Regen, Blitz und Donner toben über dem Steinbruch St. Margarethen - in den üppigen Videoprojektionen, die Regisseur Philippe Arlaud für seinen "Rigoletto" auf die steinerne Kulisse gekleistert hat. Und bei der Premiere zumindest anfangs auch tatsächlich, den ein Teil der Aufbauten bröckelte.  Mit Verzögerungen, Regenpelerinen, aber auch mit viel Jubel hat das Verdi-Spektakel dennoch einen gelungenen Start hingelegt.

Durchnässte Sänger

Pünktlich zum Einlass näherte sich eine Unwetterfront dem weitgehend ungeschützten Operngelände und sorgte bis weit nach der geplanten Startzeit für Bangen um den Premierenabend. Der Entschluss, mit Verzögerung trotzdem zu starten, erwies sich letztlich als richtig - auch wenn sich Sänger wie Publikum zum Ende des ersten Aktes gründlich durchnässt fanden und dabei auch das eine oder andere Mikrofon in Mitleidenschaft gezogen wurde. Ab der zweiten Hälfte hatte sich der Himmel geklärt, und das Unwetter war auf die Leinwand übersiedelt.

Auch visuelle Gewitter

Dort tobt es dafür umso gründlicher, wobei das visuelle Gewitter nicht nur in Form von Blitzen hernieder geht, sondern auch als drehende Luster, als Feuersbrust und zuletzt als völliger Zusammenbruch des bröckelnden Steinbruchs. Als Rigoletto seine Tochter sterben lassen muss, implodiert die imposante Kulisse, und aus dem bedrohlich aufgetürmten Dodekaeder fällt - endlich - der baumelnde Felsbrocken zu Boden, ein Symbol des Fluchs, dessen Funktion sich über Stunden gefährlich suggeriert - um dann als überraschend langsamer Effekt ein bisschen zu enttäuschen.

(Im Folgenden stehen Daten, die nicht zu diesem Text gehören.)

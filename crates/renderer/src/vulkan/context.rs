//! The Vulkan render context.
//!
//! [`RenderContext`] owns every long-lived GPU object of the Vulkan backend.
//! It is created by [`VulkanBackend::initialize`](super::VulkanBackend) and
//! dropped on shutdown; nothing else holds Vulkan handles.
//!
//! # Destruction order
//!
//! Fields drop in declaration order, which is also the order Vulkan needs:
//! 1. Per-frame semaphores and fences
//! 2. Command buffers, then the swapchain with its framebuffers and depth
//!    image
//! 3. Render pass and command pool
//! 4. Device (once the last `Arc` is gone), then surface
//! 5. Instance
//!
//! [`Drop`] waits for the device to go idle before any of that happens.

use std::sync::Arc;

use ash::vk;
use tracing::{debug, error, info};

use ember_core::RendererConfig;
use ember_rhi::RhiResult;
use ember_rhi::command::{CommandBuffer, CommandPool};
use ember_rhi::device::Device;
use ember_rhi::instance::{Instance, InstanceDesc};
use ember_rhi::physical_device::{DeviceRequirements, select_physical_device};
use ember_rhi::render_pass::{RenderPass, RenderPassClear};
use ember_rhi::surface::{Surface, SurfaceSource};
use ember_rhi::swapchain::{MAX_FRAMES_IN_FLIGHT, Swapchain};
use ember_rhi::sync::{Fence, Semaphore};

use crate::frame::{FrameTracker, ResizeTracker};

/// Every GPU object the Vulkan backend draws with.
///
/// # Thread Safety
///
/// Owned by [`VulkanBackend`](super::VulkanBackend) and only touched from
/// the thread driving frames.
pub struct RenderContext {
    /// Signaled by acquire, waited on by submit. One per frame slot.
    pub(crate) image_available: Vec<Semaphore>,
    /// Signaled by submit, waited on by present. One per frame slot.
    pub(crate) queue_complete: Vec<Semaphore>,
    /// Signaled when a frame slot's submission has finished.
    pub(crate) in_flight_fences: Vec<Fence>,
    /// One per swapchain image.
    pub(crate) command_buffers: Vec<CommandBuffer>,
    /// Swapchain with its depth image and framebuffers.
    pub(crate) swapchain: Swapchain,
    /// Main render pass; rebuilt with the swapchain if the format changes.
    pub(crate) render_pass: RenderPass,
    pub(crate) command_pool: CommandPool,
    pub(crate) device: Arc<Device>,
    surface: Surface,
    instance: Instance,

    /// Frame slot cycle and swapchain image ownership.
    pub(crate) frames: FrameTracker,
    /// Framebuffer size and whether the swapchain still has to catch up.
    pub(crate) size: ResizeTracker,
    /// Bound on every frame fence wait.
    pub(crate) fence_timeout_ns: u64,
}

impl RenderContext {
    /// Brings up Vulkan for `platform`'s surface.
    ///
    /// Creation order: instance, surface, physical device, logical device,
    /// swapchain, render pass, framebuffers, command pool and buffers,
    /// then one fence and two semaphores per frame slot.
    ///
    /// # Arguments
    ///
    /// * `config` - Validation, device requirements, clear color and fence
    ///   timeout
    /// * `app_name` - Application name reported to the driver
    /// * `platform` - Window providing extensions, surface and size
    ///
    /// # Errors
    ///
    /// Returns the first creation failure. Everything created up to that
    /// point is destroyed in reverse order.
    pub fn new(
        config: &RendererConfig,
        app_name: &str,
        platform: &dyn SurfaceSource,
    ) -> RhiResult<Self> {
        let (width, height) = platform.framebuffer_size();
        info!("Initializing Vulkan render context ({}x{})", width, height);

        let instance = Instance::new(
            &InstanceDesc {
                application_name: app_name.to_string(),
                enable_validation: config.validation_enabled(),
            },
            platform,
        )?;

        let surface = Surface::new(&instance, platform)?;

        let requirements = DeviceRequirements {
            discrete_gpu: config.require_discrete_gpu,
            compute: config.require_compute_queue,
            ..Default::default()
        };
        let physical_device = select_physical_device(
            instance.handle(),
            surface.handle(),
            surface.loader(),
            &requirements,
        )?;

        let device = Device::new(&instance, physical_device)?;

        let mut swapchain = Swapchain::new(&instance, device.clone(), &surface, width, height)?;

        let render_pass = RenderPass::new(
            device.clone(),
            swapchain.render_pass_formats(),
            full_area(swapchain.extent()),
            RenderPassClear {
                color: config.clear_color,
                ..Default::default()
            },
        )?;

        swapchain.regenerate_framebuffers(&render_pass)?;

        let command_pool = CommandPool::new(device.clone(), device.graphics_family())?;
        let command_buffers = command_pool.allocate_primary(swapchain.image_count())?;

        let mut image_available = Vec::with_capacity(MAX_FRAMES_IN_FLIGHT);
        let mut queue_complete = Vec::with_capacity(MAX_FRAMES_IN_FLIGHT);
        let mut in_flight_fences = Vec::with_capacity(MAX_FRAMES_IN_FLIGHT);
        for _ in 0..MAX_FRAMES_IN_FLIGHT {
            image_available.push(Semaphore::new(device.clone())?);
            queue_complete.push(Semaphore::new(device.clone())?);
            // Signaled so the first wait on each slot returns at once.
            in_flight_fences.push(Fence::new(device.clone(), true)?);
        }

        let frames = FrameTracker::new(MAX_FRAMES_IN_FLIGHT, swapchain.image_count() as usize);

        info!(
            "Render context ready: {} swapchain images, {} frames in flight",
            swapchain.image_count(),
            MAX_FRAMES_IN_FLIGHT
        );

        Ok(Self {
            image_available,
            queue_complete,
            in_flight_fences,
            command_buffers,
            swapchain,
            render_pass,
            command_pool,
            device,
            surface,
            instance,
            frames,
            size: ResizeTracker::new(width, height),
            fence_timeout_ns: config.fence_timeout_ns(),
        })
    }

    /// Records a framebuffer resize. The rebuild happens on the next frame.
    pub fn resized(&mut self, width: u32, height: u32) {
        self.size.resized(width, height);

        debug!(
            "Framebuffer resized to {}x{} (generation {})",
            width,
            height,
            self.size.size_generation()
        );
    }

    /// Idles the device and rebuilds the swapchain, and the render pass if
    /// the surface format changed, for the current framebuffer size.
    pub fn recreate_swapchain(&mut self) -> RhiResult<()> {
        let mut result = self.swapchain.recreate(
            self.size.width(),
            self.size.height(),
            &mut self.render_pass,
        );
        if result.is_ok() {
            result = self.on_swapchain_rebuilt();
        }

        if let Err(e) = &result {
            error!("Swapchain rebuild failed: {}", e);
        }
        result
    }

    /// Brings dependent state in line with a freshly built swapchain:
    /// render area, command buffer count, image ownership and the pending
    /// resize.
    ///
    /// The device is idle at this point: every rebuild path waits for it
    /// before destroying the old swapchain.
    pub fn on_swapchain_rebuilt(&mut self) -> RhiResult<()> {
        let extent = self.swapchain.extent();
        self.render_pass.set_render_area(full_area(extent));

        let image_count = self.swapchain.image_count();
        if self.command_buffers.len() != image_count as usize {
            debug!(
                "Swapchain image count changed {} -> {}, reallocating command buffers",
                self.command_buffers.len(),
                image_count
            );

            for buffer in &mut self.command_buffers {
                buffer.free(&self.command_pool)?;
            }
            self.command_buffers = self.command_pool.allocate_primary(image_count)?;
        }

        self.frames.reset_images(image_count as usize);
        self.size.mark_rebuilt();

        Ok(())
    }

    #[inline]
    pub fn device(&self) -> &Arc<Device> {
        &self.device
    }

    #[inline]
    pub fn swapchain(&self) -> &Swapchain {
        &self.swapchain
    }

    #[inline]
    pub fn render_pass(&self) -> &RenderPass {
        &self.render_pass
    }

    #[inline]
    pub fn frames(&self) -> &FrameTracker {
        &self.frames
    }

    #[inline]
    pub fn size(&self) -> &ResizeTracker {
        &self.size
    }

    #[inline]
    pub fn surface(&self) -> &Surface {
        &self.surface
    }

    #[inline]
    pub fn instance(&self) -> &Instance {
        &self.instance
    }
}

impl Drop for RenderContext {
    fn drop(&mut self) {
        info!("Destroying render context");

        if let Err(e) = self.device.wait_idle() {
            error!("Failed to wait for device idle: {}", e);
        }
    }
}

/// Render area / scissor covering the whole of `extent`.
pub fn full_area(extent: vk::Extent2D) -> vk::Rect2D {
    vk::Rect2D {
        offset: vk::Offset2D { x: 0, y: 0 },
        extent,
    }
}

/// Full-extent viewport with Y pointing up.
pub fn flipped_viewport(extent: vk::Extent2D) -> vk::Viewport {
    vk::Viewport {
        x: 0.0,
        y: extent.height as f32,
        width: extent.width as f32,
        height: -(extent.height as f32),
        min_depth: 0.0,
        max_depth: 1.0,
    }
}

Überhaupt punkten Arlauds zahlreiche Effekte eher mit Quantität als mit Qualität. Nervöse Filmchen flimmern hier und dort über Leinwände und bebildern die Szenen recht beliebig, eine gewaltige blutrote Treppe ergießt sich aus einem gespaltenen Turm, in lässig hingewürfelten Quadern morden und betören Sparafucile und seine Schwester. Bei Hof sind die Artisten zu Gange, auch sie fest im Griff eines blutigen Rot in Rot. Für Bühne, Regie und Licht zuständig, bespielt Arlaud den Steinbruch optisch lustvoll, technisch raffiniert - und semantisch oberflächlich.

Elektronische Verstärkung

Nicht genutzt werden die Projektionen für Nahaufnahmen der Bühnenhandlung - weshalb die darstellerische Leistung des Ensembles im Detail kaum zu beurteilen ist. Zu weit weg purzeln sie wie Schachbrettfiguren durch das übermächtig illustrierte Schicksal. Und auch die insgesamt sehr hohe gesangliche Qualität ist ob der elektronischen Verstärkung mitunter nicht ganz leicht zu differenzieren.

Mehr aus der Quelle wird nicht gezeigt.